> [Task statement]
Using the data below, copy out all lines with the word "same".

> [Data for the task]

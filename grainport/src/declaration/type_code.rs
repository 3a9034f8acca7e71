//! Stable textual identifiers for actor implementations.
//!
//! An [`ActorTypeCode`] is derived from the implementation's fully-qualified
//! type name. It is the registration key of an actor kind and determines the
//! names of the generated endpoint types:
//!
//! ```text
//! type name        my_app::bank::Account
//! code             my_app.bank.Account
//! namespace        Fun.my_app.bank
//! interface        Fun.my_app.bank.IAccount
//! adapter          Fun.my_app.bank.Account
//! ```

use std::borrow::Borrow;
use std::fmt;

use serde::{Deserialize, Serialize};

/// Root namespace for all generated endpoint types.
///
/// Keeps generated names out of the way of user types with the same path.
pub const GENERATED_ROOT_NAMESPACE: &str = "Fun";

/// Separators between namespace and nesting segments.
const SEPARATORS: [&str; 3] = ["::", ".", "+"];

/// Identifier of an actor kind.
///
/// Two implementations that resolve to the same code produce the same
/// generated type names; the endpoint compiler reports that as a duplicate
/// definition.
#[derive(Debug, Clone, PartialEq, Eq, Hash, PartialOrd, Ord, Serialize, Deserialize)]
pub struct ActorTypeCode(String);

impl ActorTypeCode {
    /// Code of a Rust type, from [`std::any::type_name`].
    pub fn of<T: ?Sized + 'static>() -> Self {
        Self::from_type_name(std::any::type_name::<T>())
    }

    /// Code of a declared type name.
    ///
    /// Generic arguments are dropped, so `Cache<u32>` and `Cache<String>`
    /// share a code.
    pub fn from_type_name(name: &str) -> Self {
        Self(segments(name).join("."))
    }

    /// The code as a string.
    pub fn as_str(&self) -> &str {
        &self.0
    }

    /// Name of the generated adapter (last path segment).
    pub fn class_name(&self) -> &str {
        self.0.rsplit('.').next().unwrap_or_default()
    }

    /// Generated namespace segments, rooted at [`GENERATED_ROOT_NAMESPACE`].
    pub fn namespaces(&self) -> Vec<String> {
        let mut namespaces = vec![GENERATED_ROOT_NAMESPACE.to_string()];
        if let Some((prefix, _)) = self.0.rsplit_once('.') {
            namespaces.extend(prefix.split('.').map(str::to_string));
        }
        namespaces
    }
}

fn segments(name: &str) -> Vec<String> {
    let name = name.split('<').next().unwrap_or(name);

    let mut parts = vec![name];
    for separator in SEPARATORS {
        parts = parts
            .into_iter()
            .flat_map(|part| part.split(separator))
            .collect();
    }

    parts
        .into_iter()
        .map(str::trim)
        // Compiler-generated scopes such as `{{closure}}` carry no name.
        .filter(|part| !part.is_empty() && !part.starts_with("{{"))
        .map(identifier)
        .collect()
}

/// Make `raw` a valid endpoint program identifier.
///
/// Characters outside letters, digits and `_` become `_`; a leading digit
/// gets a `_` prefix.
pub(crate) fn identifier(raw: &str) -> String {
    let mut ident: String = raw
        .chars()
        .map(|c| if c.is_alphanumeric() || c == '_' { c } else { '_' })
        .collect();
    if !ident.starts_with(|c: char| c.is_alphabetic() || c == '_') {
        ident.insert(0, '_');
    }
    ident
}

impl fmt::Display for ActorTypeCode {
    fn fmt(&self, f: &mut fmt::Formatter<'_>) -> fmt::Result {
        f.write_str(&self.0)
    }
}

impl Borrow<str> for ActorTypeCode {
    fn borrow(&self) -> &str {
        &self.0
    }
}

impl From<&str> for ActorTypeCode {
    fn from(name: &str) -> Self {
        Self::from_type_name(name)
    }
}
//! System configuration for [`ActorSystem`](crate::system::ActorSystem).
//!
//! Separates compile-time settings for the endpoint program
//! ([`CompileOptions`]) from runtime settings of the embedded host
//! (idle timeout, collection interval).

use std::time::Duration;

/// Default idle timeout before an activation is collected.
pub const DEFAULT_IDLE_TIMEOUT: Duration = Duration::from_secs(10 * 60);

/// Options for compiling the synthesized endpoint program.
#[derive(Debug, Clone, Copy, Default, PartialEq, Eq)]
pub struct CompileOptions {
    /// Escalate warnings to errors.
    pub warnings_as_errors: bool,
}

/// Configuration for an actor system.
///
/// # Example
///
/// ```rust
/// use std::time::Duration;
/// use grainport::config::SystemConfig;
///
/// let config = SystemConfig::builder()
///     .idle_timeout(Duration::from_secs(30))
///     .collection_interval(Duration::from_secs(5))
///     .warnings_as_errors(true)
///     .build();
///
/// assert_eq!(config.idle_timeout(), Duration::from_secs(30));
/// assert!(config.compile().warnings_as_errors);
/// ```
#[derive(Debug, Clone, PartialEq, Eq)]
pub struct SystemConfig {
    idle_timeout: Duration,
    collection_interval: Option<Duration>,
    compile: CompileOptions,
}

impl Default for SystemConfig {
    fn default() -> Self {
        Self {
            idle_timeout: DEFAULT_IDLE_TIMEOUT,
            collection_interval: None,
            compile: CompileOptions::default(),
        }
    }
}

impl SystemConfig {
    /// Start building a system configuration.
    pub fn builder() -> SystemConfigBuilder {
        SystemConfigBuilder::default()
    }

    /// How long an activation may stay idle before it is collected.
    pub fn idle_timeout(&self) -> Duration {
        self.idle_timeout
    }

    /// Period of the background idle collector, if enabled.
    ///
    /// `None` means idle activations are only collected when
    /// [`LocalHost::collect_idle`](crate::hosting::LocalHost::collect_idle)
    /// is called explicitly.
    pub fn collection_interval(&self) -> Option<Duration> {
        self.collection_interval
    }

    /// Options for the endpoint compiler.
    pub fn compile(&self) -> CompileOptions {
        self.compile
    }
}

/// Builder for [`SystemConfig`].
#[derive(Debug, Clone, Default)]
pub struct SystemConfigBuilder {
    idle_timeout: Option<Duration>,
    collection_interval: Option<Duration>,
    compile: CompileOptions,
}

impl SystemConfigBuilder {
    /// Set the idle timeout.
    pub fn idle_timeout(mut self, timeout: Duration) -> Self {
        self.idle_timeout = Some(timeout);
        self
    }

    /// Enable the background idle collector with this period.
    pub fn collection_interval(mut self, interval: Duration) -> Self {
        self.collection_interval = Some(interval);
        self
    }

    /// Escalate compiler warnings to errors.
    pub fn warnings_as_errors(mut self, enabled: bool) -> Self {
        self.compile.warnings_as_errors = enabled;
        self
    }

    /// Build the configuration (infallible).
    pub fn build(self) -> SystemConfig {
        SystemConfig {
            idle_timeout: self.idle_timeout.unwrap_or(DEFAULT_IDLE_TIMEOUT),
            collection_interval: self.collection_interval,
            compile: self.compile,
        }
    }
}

> [Your response]
/// Keeps generated names out of the way of user types with the same path.
/// Two implementations that resolve to the same code produce the same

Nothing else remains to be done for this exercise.